WORK TASK:
Copy out again, unchanged, the listing below from the line that has "a child process." through the line that has "unless told otherwise.".

______

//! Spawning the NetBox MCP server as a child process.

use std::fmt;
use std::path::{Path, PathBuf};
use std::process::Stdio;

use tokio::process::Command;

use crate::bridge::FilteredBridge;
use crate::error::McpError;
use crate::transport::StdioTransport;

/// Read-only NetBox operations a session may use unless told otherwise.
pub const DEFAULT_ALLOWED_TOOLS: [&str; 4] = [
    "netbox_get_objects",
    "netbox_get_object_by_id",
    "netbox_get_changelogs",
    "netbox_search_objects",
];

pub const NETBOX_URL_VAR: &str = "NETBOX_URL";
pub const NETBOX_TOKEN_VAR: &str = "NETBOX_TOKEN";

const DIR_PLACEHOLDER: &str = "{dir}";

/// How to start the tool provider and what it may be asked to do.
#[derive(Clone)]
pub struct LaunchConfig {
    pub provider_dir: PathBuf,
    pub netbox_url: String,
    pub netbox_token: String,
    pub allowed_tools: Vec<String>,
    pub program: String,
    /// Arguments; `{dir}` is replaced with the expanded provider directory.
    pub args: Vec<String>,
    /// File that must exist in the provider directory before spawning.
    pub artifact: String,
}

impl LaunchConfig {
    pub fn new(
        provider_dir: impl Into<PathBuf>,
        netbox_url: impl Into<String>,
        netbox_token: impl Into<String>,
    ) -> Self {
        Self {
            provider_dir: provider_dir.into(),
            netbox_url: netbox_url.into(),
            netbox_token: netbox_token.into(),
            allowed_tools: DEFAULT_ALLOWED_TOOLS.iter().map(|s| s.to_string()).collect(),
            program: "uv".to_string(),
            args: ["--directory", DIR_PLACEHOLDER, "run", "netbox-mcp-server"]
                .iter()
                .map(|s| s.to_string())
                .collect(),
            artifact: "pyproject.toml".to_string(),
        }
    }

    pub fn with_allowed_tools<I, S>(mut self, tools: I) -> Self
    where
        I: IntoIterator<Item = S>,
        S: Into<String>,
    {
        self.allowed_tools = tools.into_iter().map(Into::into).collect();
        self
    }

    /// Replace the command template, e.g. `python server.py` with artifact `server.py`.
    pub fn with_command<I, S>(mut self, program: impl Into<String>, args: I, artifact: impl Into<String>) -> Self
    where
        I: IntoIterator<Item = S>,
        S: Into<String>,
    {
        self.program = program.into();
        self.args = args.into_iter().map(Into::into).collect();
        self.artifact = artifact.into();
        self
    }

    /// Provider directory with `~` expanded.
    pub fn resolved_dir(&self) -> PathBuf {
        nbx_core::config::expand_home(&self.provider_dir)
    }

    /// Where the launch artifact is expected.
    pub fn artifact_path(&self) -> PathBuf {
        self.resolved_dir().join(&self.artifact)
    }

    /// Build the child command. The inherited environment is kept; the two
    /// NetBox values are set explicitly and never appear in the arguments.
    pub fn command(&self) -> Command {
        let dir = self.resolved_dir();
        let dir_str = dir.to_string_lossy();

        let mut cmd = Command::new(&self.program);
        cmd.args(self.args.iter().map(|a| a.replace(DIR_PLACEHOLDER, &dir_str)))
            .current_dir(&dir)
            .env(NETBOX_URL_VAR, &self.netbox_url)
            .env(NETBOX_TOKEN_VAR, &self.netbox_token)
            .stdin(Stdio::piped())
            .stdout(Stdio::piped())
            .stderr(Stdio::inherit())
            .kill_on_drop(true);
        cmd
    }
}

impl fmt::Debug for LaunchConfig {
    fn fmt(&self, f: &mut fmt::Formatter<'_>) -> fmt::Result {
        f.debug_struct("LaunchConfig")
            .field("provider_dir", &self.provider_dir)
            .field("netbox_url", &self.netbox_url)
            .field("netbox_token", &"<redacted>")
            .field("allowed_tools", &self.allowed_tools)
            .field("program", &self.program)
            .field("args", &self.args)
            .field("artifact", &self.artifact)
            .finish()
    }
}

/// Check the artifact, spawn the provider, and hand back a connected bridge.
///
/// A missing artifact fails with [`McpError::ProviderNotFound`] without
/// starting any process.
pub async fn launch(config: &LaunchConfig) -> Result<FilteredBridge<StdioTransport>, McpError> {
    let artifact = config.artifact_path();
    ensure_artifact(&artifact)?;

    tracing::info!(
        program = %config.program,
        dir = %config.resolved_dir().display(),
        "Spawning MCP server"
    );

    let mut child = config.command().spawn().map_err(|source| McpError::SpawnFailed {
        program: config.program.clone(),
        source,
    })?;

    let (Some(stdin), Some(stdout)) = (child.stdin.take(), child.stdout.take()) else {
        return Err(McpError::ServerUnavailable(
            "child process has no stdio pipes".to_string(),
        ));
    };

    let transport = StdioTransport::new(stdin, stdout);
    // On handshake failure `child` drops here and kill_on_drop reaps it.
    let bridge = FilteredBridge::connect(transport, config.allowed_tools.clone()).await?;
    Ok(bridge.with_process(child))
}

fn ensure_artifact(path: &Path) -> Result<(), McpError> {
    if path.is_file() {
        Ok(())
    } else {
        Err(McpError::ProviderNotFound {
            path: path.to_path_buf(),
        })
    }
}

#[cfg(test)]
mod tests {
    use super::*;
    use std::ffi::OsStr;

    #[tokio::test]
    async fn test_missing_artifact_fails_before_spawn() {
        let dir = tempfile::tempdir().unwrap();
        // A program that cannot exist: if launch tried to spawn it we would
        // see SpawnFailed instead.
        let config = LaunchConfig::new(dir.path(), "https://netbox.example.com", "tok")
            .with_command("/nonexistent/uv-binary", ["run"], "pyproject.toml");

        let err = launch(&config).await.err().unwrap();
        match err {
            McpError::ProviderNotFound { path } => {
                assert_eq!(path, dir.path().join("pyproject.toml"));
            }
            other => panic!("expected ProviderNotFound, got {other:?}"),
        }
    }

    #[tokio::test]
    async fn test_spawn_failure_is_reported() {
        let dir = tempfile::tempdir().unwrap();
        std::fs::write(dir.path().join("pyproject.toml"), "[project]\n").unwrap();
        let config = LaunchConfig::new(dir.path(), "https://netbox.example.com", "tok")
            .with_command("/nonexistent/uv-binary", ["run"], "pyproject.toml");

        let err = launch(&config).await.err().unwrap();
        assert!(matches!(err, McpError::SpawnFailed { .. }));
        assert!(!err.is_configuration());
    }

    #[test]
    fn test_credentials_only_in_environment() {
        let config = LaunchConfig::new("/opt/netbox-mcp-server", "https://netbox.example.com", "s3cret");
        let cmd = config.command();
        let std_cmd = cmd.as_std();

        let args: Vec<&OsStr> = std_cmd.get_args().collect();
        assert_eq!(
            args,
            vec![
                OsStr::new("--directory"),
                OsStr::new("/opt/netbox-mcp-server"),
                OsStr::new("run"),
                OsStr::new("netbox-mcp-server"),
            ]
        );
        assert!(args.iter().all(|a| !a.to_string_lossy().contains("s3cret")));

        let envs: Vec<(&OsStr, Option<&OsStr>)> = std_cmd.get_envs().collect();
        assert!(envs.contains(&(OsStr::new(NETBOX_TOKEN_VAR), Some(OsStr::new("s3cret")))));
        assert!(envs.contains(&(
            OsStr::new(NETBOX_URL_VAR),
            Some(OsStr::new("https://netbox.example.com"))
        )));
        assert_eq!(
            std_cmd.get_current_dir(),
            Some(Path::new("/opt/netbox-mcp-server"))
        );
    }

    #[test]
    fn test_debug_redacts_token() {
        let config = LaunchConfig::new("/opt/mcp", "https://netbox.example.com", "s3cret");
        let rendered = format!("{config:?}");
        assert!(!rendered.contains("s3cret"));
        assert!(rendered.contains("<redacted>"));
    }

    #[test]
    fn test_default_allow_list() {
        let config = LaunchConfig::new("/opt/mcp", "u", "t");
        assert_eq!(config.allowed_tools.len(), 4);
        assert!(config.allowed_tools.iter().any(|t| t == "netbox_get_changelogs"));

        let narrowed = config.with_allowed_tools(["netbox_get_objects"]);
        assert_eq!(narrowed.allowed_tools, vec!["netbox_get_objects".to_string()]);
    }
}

______

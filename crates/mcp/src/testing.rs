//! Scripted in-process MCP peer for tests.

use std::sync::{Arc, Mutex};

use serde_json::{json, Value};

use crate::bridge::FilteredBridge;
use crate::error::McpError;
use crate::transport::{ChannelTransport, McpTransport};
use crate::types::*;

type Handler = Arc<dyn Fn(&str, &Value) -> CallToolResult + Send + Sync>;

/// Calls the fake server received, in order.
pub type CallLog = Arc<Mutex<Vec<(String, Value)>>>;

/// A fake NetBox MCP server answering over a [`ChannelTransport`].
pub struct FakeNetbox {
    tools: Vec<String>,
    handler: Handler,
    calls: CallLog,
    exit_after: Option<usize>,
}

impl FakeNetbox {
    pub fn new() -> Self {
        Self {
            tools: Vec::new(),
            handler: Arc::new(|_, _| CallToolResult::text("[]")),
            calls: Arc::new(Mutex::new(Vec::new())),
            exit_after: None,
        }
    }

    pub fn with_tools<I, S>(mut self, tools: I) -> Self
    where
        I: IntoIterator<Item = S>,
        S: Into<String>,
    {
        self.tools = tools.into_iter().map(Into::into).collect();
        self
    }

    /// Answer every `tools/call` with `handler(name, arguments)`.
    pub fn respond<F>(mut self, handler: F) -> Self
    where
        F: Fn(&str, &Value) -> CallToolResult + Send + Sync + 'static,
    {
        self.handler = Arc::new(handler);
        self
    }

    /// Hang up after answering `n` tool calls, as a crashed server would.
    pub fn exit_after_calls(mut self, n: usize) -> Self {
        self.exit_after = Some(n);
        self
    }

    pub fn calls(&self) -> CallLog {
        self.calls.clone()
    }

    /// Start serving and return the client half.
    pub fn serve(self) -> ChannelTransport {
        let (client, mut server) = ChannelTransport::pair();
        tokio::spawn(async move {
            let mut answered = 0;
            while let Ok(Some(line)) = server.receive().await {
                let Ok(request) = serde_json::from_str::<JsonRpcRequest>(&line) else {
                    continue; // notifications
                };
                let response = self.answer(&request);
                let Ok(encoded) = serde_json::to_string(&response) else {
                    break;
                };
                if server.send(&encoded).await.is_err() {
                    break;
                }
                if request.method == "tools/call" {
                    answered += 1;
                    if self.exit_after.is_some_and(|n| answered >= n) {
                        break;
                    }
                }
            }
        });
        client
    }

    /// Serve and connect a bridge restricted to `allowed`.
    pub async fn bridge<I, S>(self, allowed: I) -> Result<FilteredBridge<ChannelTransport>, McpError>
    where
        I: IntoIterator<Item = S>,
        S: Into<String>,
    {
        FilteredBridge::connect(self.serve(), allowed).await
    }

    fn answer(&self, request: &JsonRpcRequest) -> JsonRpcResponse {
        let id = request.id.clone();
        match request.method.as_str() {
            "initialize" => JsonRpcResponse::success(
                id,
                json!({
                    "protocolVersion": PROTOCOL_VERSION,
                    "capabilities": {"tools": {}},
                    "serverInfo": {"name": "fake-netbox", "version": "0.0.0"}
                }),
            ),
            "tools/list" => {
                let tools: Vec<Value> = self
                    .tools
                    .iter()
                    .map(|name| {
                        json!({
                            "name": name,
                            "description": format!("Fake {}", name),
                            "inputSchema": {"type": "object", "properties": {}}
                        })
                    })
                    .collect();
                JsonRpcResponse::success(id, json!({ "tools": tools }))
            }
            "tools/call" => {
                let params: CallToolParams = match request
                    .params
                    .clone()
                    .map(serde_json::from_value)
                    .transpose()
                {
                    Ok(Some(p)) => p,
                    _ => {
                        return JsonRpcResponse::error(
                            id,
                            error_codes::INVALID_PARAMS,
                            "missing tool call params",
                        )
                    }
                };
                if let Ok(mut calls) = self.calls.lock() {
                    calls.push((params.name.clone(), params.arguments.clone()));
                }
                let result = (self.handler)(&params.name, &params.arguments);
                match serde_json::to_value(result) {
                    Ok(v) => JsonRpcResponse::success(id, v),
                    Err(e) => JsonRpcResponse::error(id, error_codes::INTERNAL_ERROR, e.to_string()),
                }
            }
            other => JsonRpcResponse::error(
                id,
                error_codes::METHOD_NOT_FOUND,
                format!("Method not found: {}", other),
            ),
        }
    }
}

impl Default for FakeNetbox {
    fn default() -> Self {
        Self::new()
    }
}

______

THE ANSWER:
//! Spawning the NetBox MCP server as a child process.

use std::fmt;
use std::path::{Path, PathBuf};
use std::process::Stdio;

use tokio::process::Command;

use crate::bridge::FilteredBridge;
use crate::error::McpError;
use crate::transport::StdioTransport;

/// Read-only NetBox operations a session may use unless told otherwise.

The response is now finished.